INPUT RECORDS:
"""

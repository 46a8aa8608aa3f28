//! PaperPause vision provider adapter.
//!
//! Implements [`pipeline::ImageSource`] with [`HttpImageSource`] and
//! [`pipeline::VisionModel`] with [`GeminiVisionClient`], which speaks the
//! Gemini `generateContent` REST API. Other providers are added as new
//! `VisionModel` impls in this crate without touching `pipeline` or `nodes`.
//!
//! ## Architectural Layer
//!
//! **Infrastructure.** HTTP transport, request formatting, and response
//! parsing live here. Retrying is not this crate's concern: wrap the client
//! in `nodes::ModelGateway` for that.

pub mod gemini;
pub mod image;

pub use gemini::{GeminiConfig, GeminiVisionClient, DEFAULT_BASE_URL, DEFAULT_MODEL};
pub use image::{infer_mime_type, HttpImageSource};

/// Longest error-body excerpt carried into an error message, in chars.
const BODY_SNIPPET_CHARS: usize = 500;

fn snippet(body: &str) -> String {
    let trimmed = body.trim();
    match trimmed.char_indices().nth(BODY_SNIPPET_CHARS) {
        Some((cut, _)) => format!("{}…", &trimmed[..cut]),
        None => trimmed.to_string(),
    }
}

"""

DIRECTIONS FOR THIS TASK: Scan the listing above for the line that has "vision provider adapter.", then copy exactly from that line through the line that has "formatting, and response".

WRITTEN SOLUTION:
//! PaperPause vision provider adapter.
//!
//! Implements [`pipeline::ImageSource`] with [`HttpImageSource`] and
//! [`pipeline::VisionModel`] with [`GeminiVisionClient`], which speaks the
//! Gemini `generateContent` REST API. Other providers are added as new
//! `VisionModel` impls in this crate without touching `pipeline` or `nodes`.
//!
//! ## Architectural Layer
//!
//! **Infrastructure.** HTTP transport, request formatting, and response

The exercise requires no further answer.